As its name suggests, ILCP promotes an understanding of humanity’s impact on and relationship with wildlife and natural landscapes. Continental Divide stays close to the border wall to see how it affects people and animals on either side.
Scheduled events continue in the Black Box Theater, where children will hear traditional folktales in Spanish and English, and will make their own art.
In the lobby, Pablo Arellano and family will give tamale-making demonstrations throughout the day; and Manny Sanchez will host a late-morning dance-fitness class, as well as a salsa dancing class, in the Center Theater.

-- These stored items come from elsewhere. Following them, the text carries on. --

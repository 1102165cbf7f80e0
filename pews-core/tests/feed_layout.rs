mod common;

use chrono::{DateTime, TimeDelta};
use common::BitWriter;
use pews_core::clock::parse_time_key;
use pews_core::message::{EPICENTER_BYTES, INCIDENT_BLOCK_BITS};
use pews_core::*;

const STATIONS: [(u64, u64); 3] = [(330, 626), (512, 100), (1023, 1023)];

fn station_list_blob() -> Vec<u8> {
    let mut w = BitWriter::new();
    for (lat, lon) in STATIONS {
        w.push(lat, 10).push(lon, 10);
    }
    // pad to a byte boundary, as the provider does
    w.zeros(4);
    w.finish()
}

/// Status message with the given 2-bit status, three station codes and an
/// incident block whose tail is overwritten by the epicenter text.
fn data_blob(layout: HeaderLayout, status_bits: u64, codes: [u64; 3], epicenter: &str) -> Vec<u8> {
    let mut w = BitWriter::new();
    w.push(1, 1).push(status_bits, 2).zeros(3);
    if layout == HeaderLayout::Live {
        w.push(21_007_177, 26);
    } else {
        w.zeros(2);
    }
    for code in codes {
        w.push(code, 4);
    }
    w.zeros(36);

    let block_start = w.bit_len();
    w.push(268, 10) // 3268
        .push(626, 10) // 12626
        .push(49, 7)
        .push(17, 9)
        .push(1_639_470_000, 33)
        .push(21_007_178, 26)
        .push(5, 4)
        .push(0b00000000_00000000_1, 17);
    w.zeros(INCIDENT_BLOCK_BITS - (w.bit_len() - block_start));

    let mut data = w.finish();
    let start = data.len() - EPICENTER_BYTES;
    let mut trailer = vec![b' '; EPICENTER_BYTES];
    trailer[..epicenter.len()].copy_from_slice(epicenter.as_bytes());
    trailer[EPICENTER_BYTES - 1] = 0;
    data[start..].copy_from_slice(&trailer);
    data
}

#[test]
fn test_station_list_then_data() {
    let stations = decode_station_list(&station_list_blob()).unwrap();
    assert_eq!(stations.len(), 3);
    assert_eq!(
        stations[0],
        Station {
            latitude: 3330,
            longitude: 12626
        }
    );
    assert_eq!(
        stations[2],
        Station {
            latitude: 4023,
            longitude: 13023
        }
    );

    let data = data_blob(HeaderLayout::Live, 0b10, [0, 7, 11], "Jeju Seogwipo");
    let msg = decode_station_data(&data, stations.len(), HeaderLayout::Live).unwrap();

    assert!(msg.station_update_needed);
    assert_eq!(msg.status, StatusCode::Alert);
    assert_eq!(msg.last_incident_id.as_deref(), Some("2021007177"));
    assert_eq!(msg.intensities, vec![1, 7, 10]);
    assert_eq!(msg.intensities.len(), stations.len());

    let info = msg.incident_info.as_ref().unwrap();
    assert_eq!((info.latitude, info.longitude), (3268, 12626));
    assert_eq!(info.magnitude, 49);
    assert_eq!(info.depth, 17);
    assert_eq!(info.occurred_at, "1639502400000");
    assert_eq!(info.incident_id, "2021007178");
    assert_eq!(info.max_intensity_class, 5);
    assert_eq!(info.affected_regions, vec![Region::Jeju]);
    assert_eq!(info.epicenter_description, "Jeju Seogwipo");
}

#[test]
fn test_replay_layout_message() {
    let data = data_blob(HeaderLayout::Replay, 0b11, [2, 3, 4], "offshore");
    let msg = decode_station_data(&data, 3, HeaderLayout::Replay).unwrap();
    assert_eq!(msg.status, StatusCode::Info);
    assert_eq!(msg.last_incident_id, None);
    assert_eq!(msg.intensities, vec![2, 3, 4]);
    assert_eq!(msg.incident_info.unwrap().epicenter_description, "offshore");
}

#[test]
fn test_wrong_layout_misreads_but_does_not_panic() {
    // A replay blob read with the live header still decodes; the values are
    // just shifted. Callers must pick the layout from the same session
    // snapshot they used to build the path.
    let data = data_blob(HeaderLayout::Replay, 0b00, [2, 3, 4], "");
    let msg = decode_station_data(&data, 3, HeaderLayout::Live).unwrap();
    assert_eq!(msg.intensities.len(), 3);
}

#[test]
fn test_truncated_data_is_insufficient() {
    let data = data_blob(HeaderLayout::Live, 0b10, [1, 1, 1], "x");
    let err = decode_station_data(&data[..40], 3, HeaderLayout::Live).unwrap_err();
    assert!(err.is_insufficient_data());

    let err = decode_station_data(&data, 10_000, HeaderLayout::Live).unwrap_err();
    assert!(err.is_insufficient_data());
}

#[test]
fn test_message_serializes_with_provider_names() {
    let data = data_blob(HeaderLayout::Live, 0b10, [0, 7, 11], "Jeju");
    let msg = decode_station_data(&data, 3, HeaderLayout::Live).unwrap();
    let v = serde_json::to_value(&msg).unwrap();
    assert_eq!(v["status"], 2);
    assert_eq!(v["incidentInfo"]["incidentId"], "2021007178");
    assert_eq!(v["incidentInfo"]["maxIntensityClass"], 5);
    assert_eq!(v["incidentInfo"]["affectedRegions"][0], "Jeju");
    assert_eq!(v["incidentInfo"]["occurredAt"], "1639502400000");
}

#[test]
fn test_replay_walkthrough_keys() {
    // Walk a 7-minute replay of the 2021-12-14 Jeju event second by second.
    let clock = ManualClock::new(parse_time_key("20261017090000").unwrap());
    let keys = TimeKeySource::new(clock.clone(), ReplayHandle::new());
    let start = DateTime::from_timestamp(1639469954, 0).unwrap();
    keys.begin_replay(ReplayRequest {
        incident_id: 2021007178,
        virtual_start: start,
        duration: TimeDelta::minutes(7),
    });

    for e in 0..420 {
        let key = keys.resolve();
        let session = key.session.as_ref().expect("replay active");
        assert_eq!(session.incident_id, 2021007178);
        let expected = start + TimeDelta::seconds(e);
        assert_eq!(key.key, expected.format("%Y%m%d%H%M%S").to_string());
        assert_eq!(HeaderLayout::for_replay(key.is_replay()), HeaderLayout::Replay);
        clock.advance(TimeDelta::seconds(1));
    }

    let key = keys.resolve();
    assert!(!key.is_replay());
    assert_eq!(key.key, "20261017090659");
}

Calle Mambo, a local band that introduced itself to Jackson at the Silver Dollar Bar’s Cinco de Mayo celebration, will provide a mid-day uplifter, also in the lobby.
The NOVA documentary Incredible Journey of the Monarch Butterflies will screen in the Center Theater. More than 100 million monarchs fly across North America to a small Mexican village, each year. The film spots them as caterpillars in Southern Canada and then follows them using helicopters, ultralight and hot-air balloons as they make the 2,000-mile journey across fields, forests, cities and deserts to the mountains of central Mexico. Butterfly habitat, there, is threatened by illegal logging.

Caged Bird by English Language Learning (ELL) students at Jackson Hole High School will screen later in the same location.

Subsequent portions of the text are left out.